The WHO Health System Building Blocks — Applying the Framework to India

In 2007, the World Health Organization published a framework for health system strengthening based on six building blocks — the essential functional components that any health system must have to deliver good health outcomes and financial risk protection. This framework is the analytical tool used by health system researchers, policymakers, and programme evaluators worldwide.

Two-panel diagram: left panel shows six color-coded interlocking hexagons representing the WHO Health System Building Blocks (Service Delivery, Health Workforce, Health Information Systems, Medical Products and Technologies, Health Financing, Leadership and Governance) with arrows leading to 'Improved Health' and 'Financial Risk Protection' outcomes; right panel lists India-specific examples for each building block.

WHO Health System Building Blocks and Their Application to India

Panel A: Six interlocking hexagons: Service Delivery (teal), Health Workforce (blue), Health Information Systems (amber), Medical Products & Technologies (green), Health Financing (purple), Leadership & Governance (red); outcome boxes: 'Improved Health' and 'Financial Risk Protection'. Panel B: Color-coded vertical list — one row per building block, each row gives the block name and a one-line India-specific fact (tier structure, workforce ratio, HMIS/NFHS, Jan Aushadhi, NHM/PM-JAY, MoHFW governance chain).

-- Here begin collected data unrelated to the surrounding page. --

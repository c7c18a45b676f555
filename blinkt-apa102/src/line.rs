//! The two output lines and the bit-banged serial link over them.
//!
//! Any [`OutputPin`] works as a line: a GPIO from a HAL, a pin expander
//! output, or a recording double in tests.

use embedded_hal::digital::OutputPin;

use crate::config::{LineConfig, LineId};
use crate::encoder::Frame;
use crate::error::{Error, Result};

/// Hands out output lines by their numeric ID.
///
/// Implemented by whatever owns the GPIOs of the board. Returning `None`
/// means the line does not exist or is already owned elsewhere.
pub trait LineSource {
    type Line: OutputPin;

    /// Claim `id` and configure it as an output.
    fn acquire_output(&mut self, id: LineId) -> Option<Self::Line>;
}

/// Claim both lines of `config`. The data line is released again if the
/// clock line cannot be claimed.
pub(crate) fn acquire<S: LineSource>(
    source: &mut S,
    config: LineConfig,
) -> Result<(S::Line, S::Line)> {
    let data = source
        .acquire_output(config.data)
        .ok_or(Error::LineUnavailable(config.data))?;
    let clock = source
        .acquire_output(config.clock)
        .ok_or(Error::LineUnavailable(config.clock))?;
    Ok((data, clock))
}

/// Data and clock line of the strip.
pub(crate) struct Lines<D, C> {
    data: D,
    clock: C,
}

impl<D, C> Lines<D, C>
where
    D: OutputPin,
    C: OutputPin,
{
    pub(crate) fn new(mut data: D, mut clock: C) -> Result<Self> {
        data.set_low()?;
        clock.set_low()?;
        Ok(Self { data, clock })
    }

    /// Send a frame: lock pulses, payload MSB first, unlock pulses.
    pub(crate) fn write_frame(&mut self, frame: &Frame) -> Result<()> {
        self.clock_pulses(Frame::LOCK_PULSES)?;
        for byte in frame.payload() {
            self.write_byte(*byte)?;
        }
        self.clock_pulses(Frame::UNLOCK_PULSES)
    }

    /// Toggle the clock with data held low.
    fn clock_pulses(&mut self, count: usize) -> Result<()> {
        self.data.set_low()?;
        for _ in 0..count {
            self.clock.set_high()?;
            self.clock.set_low()?;
        }
        Ok(())
    }

    /// Shift out one byte, sampled by the chip on the rising clock edge.
    fn write_byte(&mut self, mut data: u8) -> Result<()> {
        for _ in 0..8 {
            if (data & 0x80) != 0 {
                self.data.set_high()?;
            } else {
                self.data.set_low()?;
            }
            self.clock.set_high()?;
            data <<= 1;
            self.clock.set_low()?;
        }
        Ok(())
    }
}

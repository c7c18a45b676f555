use embedded_hal::digital::ErrorKind;

use crate::config::LineId;

/// Pixel field a value was rejected for.
#[derive(Clone, Copy, Debug, PartialEq, Eq)]
#[cfg_attr(feature = "defmt", derive(defmt::Format))]
pub enum Field {
    Brightness,
    Red,
    Green,
    Blue,
}

impl Field {
    fn name(self) -> &'static str {
        match self {
            Field::Brightness => "brightness",
            Field::Red => "red",
            Field::Green => "green",
            Field::Blue => "blue",
        }
    }
}

/// Error during Blinkt driver operation.
#[derive(Clone, Copy, PartialEq, Eq)]
#[cfg_attr(feature = "defmt", derive(defmt::Format))]
pub enum Error {
    /// A channel or brightness value outside its domain. Nothing was changed.
    OutOfRange(Field),
    /// A hex color that is not six hex digits after its optional prefix.
    InvalidHex,
    /// A pixel index outside the strip.
    IndexOutOfBounds { index: usize },
    /// An output line could not be claimed at construction.
    LineUnavailable(LineId),
    /// Writing an output line failed mid-push.
    Line(ErrorKind),
}

/// Result alias used throughout the crate.
pub type Result<T, E = Error> = core::result::Result<T, E>;

impl core::fmt::Debug for Error {
    fn fmt(&self, f: &mut core::fmt::Formatter<'_>) -> core::fmt::Result {
        match self {
            Error::OutOfRange(field) => write!(f, "{} out of range", field.name()),
            Error::InvalidHex => write!(f, "invalid hex color"),
            Error::IndexOutOfBounds { index } => write!(f, "pixel index {} out of bounds", index),
            Error::LineUnavailable(line) => write!(f, "line {} unavailable", line.0),
            Error::Line(kind) => write!(f, "line error: {:?}", kind),
        }
    }
}

impl core::fmt::Display for Error {
    fn fmt(&self, f: &mut core::fmt::Formatter<'_>) -> core::fmt::Result {
        match self {
            Error::OutOfRange(Field::Brightness) => {
                write!(f, "brightness must be between 0 and 1")
            }
            Error::OutOfRange(field) => {
                write!(f, "{} value must be between 0 and 255", field.name())
            }
            Error::InvalidHex => {
                write!(f, "hex color must have 6 digits like #rrggbb or 0xrrggbb")
            }
            Error::IndexOutOfBounds { index } => write!(
                f,
                "pixel index {} is outside 0..{}",
                index,
                crate::config::PIXEL_COUNT
            ),
            Error::LineUnavailable(line) => {
                write!(f, "output line {} could not be acquired", line.0)
            }
            Error::Line(kind) => write!(f, "output line write failed: {}", kind),
        }
    }
}

impl core::error::Error for Error {}

impl<E: embedded_hal::digital::Error> From<E> for Error {
    fn from(err: E) -> Self {
        Error::Line(err.kind())
    }
}
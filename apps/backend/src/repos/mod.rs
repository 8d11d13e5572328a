//! Repository functions for the domain layer.

pub mod tasks;
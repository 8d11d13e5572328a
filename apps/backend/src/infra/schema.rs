use db_infra::ModelSchema;
use sea_orm::sea_query::TableCreateStatement;
use sea_orm::Schema;

use crate::entities::tasks;

/// Tables derived from the entity model, used when no migrations are registered.
pub struct EntitySchema;

impl ModelSchema for EntitySchema {
    fn create_tables(schema: &Schema) -> Vec<TableCreateStatement> {
        vec![schema.create_table_from_entity(tasks::Entity)]
    }
}

#[cfg(test)]
mod tests {
    use sea_orm::DatabaseBackend;

    use super::*;

    #[test]
    fn task_table_has_every_column() {
        let backend = DatabaseBackend::Sqlite;
        let tables = EntitySchema::create_tables(&Schema::new(backend));
        assert_eq!(tables.len(), 1);

        let sql = backend.build(&tables[0]).sql;
        assert!(sql.contains("\"tasks\""), "{sql}");
        for column in ["id", "title", "description", "date", "status"] {
            assert!(sql.contains(&format!("\"{column}\"")), "missing {column}: {sql}");
        }
    }
}
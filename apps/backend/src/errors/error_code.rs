//! Error codes returned by the organizer API.
//!
//! Every code that reaches an HTTP response is listed here; handlers never
//! pass ad-hoc strings. Codes are SCREAMING_SNAKE_CASE.

use core::fmt;

#[derive(Debug, Clone, Copy, PartialEq, Eq, Hash)]
pub enum ErrorCode {
    // Request validation
    /// Task payload failed validation
    ValidationError,
    /// Malformed request (body or query string)
    BadRequest,
    /// Task id path segment is not a positive integer
    InvalidTaskId,
    /// Date filter is not `YYYY-MM-DD`
    InvalidDate,

    // Resource not found
    TaskNotFound,
    NotFound,

    // Infrastructure
    DbError,
    DbUnavailable,
    DbTimeout,
    ConfigError,
}

impl ErrorCode {
    pub const fn as_str(&self) -> &'static str {
        match self {
            Self::ValidationError => "VALIDATION_ERROR",
            Self::BadRequest => "BAD_REQUEST",
            Self::InvalidTaskId => "INVALID_TASK_ID",
            Self::InvalidDate => "INVALID_DATE",
            Self::TaskNotFound => "TASK_NOT_FOUND",
            Self::NotFound => "NOT_FOUND",
            Self::DbError => "DB_ERROR",
            Self::DbUnavailable => "DB_UNAVAILABLE",
            Self::DbTimeout => "DB_TIMEOUT",
            Self::ConfigError => "CONFIG_ERROR",
        }
    }
}

impl fmt::Display for ErrorCode {
    fn fmt(&self, f: &mut fmt::Formatter<'_>) -> fmt::Result {
        f.write_str(self.as_str())
    }
}
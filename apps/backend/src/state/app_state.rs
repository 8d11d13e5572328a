use db_infra::{BootstrapOutcome, ResolvedConnection};
use sea_orm::DatabaseConnection;

/// Shared application state handed to every worker via `web::Data`.
#[derive(Debug, Clone, Default)]
pub struct AppState {
    /// `None` when no connection could be built and startup was lenient.
    db: Option<DatabaseConnection>,
    /// The connection the process resolved at startup.
    connection: Option<ResolvedConnection>,
    /// Result of the startup schema bootstrap, when it succeeded.
    bootstrap: Option<BootstrapOutcome>,
}

impl AppState {
    pub fn new(db: DatabaseConnection) -> Self {
        Self {
            db: Some(db),
            ..Self::default()
        }
    }

    pub fn without_db() -> Self {
        Self::default()
    }

    pub fn with_connection(mut self, connection: ResolvedConnection) -> Self {
        self.connection = Some(connection);
        self
    }

    pub fn with_bootstrap(mut self, outcome: Option<BootstrapOutcome>) -> Self {
        self.bootstrap = outcome;
        self
    }

    pub fn db(&self) -> Option<&DatabaseConnection> {
        self.db.as_ref()
    }

    pub fn connection(&self) -> Option<&ResolvedConnection> {
        self.connection.as_ref()
    }

    pub fn bootstrap(&self) -> Option<BootstrapOutcome> {
        self.bootstrap
    }
}
pub mod task_id;
pub mod validated_json;

pub use task_id::TaskId;
pub use validated_json::ValidatedJson;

The six building blocks and their application to India:

  1. Service delivery: The availability, coverage, quality, and equity of health services. India's multi-tier hierarchy (Sub-Centre to Medical College) is the structural expression of this building block. Key gaps: CHC specialist shortfalls, urban-rural inequity, quality deficits at peripheral levels.
  1. Health workforce: The numbers, skills, distribution, and performance of all health workers. India has a doctor-population ratio of approximately 1:834 (Medical Council data including AYUSH) — meeting the WHO benchmark of 1:1,000, but with severe urban-rural maldistribution: most doctors are in cities; many rural PHCs remain single-officer or vacant. Specialist shortfalls at CHC level (surgeon, anaesthetist, gynaecologist) remain a persistent challenge.
  1. Health information systems: Data collection, analysis, and use for decision-making. India's HMIS collects monthly data from PHC to national level; NFHS provides household-level data every 4–5 years; the Civil Registration System (CRS) covers vital events. Gaps: completeness and timeliness of facility-level data; verbal autopsy to determine cause of death in areas with poor CRS coverage.
  1. Medical products, vaccines, and technologies: Availability, quality, and rational use of medicines, vaccines, equipment, and diagnostics. The Essential Medicines List (EML) and the National Essential Diagnostics List (NEDL) operationalise this building block. Gaps: drug stock-outs at PHC/CHC level are common; cold chain maintenance for immunisation remains patchy in remote areas.
  1. Health financing: Revenue collection, pooling, and purchasing of health services. India's out-of-pocket expenditure (~47–50% of total health expenditure) is the most critical failure in this building block. Government expenditure at ~1.5% of GDP is insufficient. Ayushman Bharat–Pradhan Mantri Jan Arogya Yojana (AB-PMJAY) is India's attempt at demand-side financing to reduce OOP for secondary and tertiary care.
  1. Leadership and governance: Policy frameworks, accountability, regulation, and intersectoral coordination. India's fragmented federal health governance (health is a state subject; national government sets policies but states implement) creates both flexibility and inconsistency. The National Health Mission provides a convergent platform, but accountability for outputs (IMR reduction, institutional delivery) varies widely by state.

SELF-CHECK

A district PHC reports persistent stock-outs of cotrimoxazole and ORS for the past two months, causing patients to purchase medicines from private pharmacies at personal expense. Which WHO health system building block is MOST directly failing in this scenario?

A. Service delivery

B. Health workforce

C. Medical products, vaccines, and technologies

D. Health financing

Reveal Answer

Answer: C. Medical products, vaccines, and technologies

A persistent drug stock-out at a PHC — forcing patients to purchase essential medicines out-of-pocket — is a direct failure of the 'medical products, vaccines, and technologies' building block. This building block covers the availability, quality, and rational use of medicines and diagnostics. Stock-outs indicate failures in procurement, supply chain management, or distribution — all within this domain. While the consequent out-of-pocket expense also affects the 'health financing' building block, the primary failure is in medical products supply — without available medicines, even well-funded and well-staffed facilities cannot deliver effective service.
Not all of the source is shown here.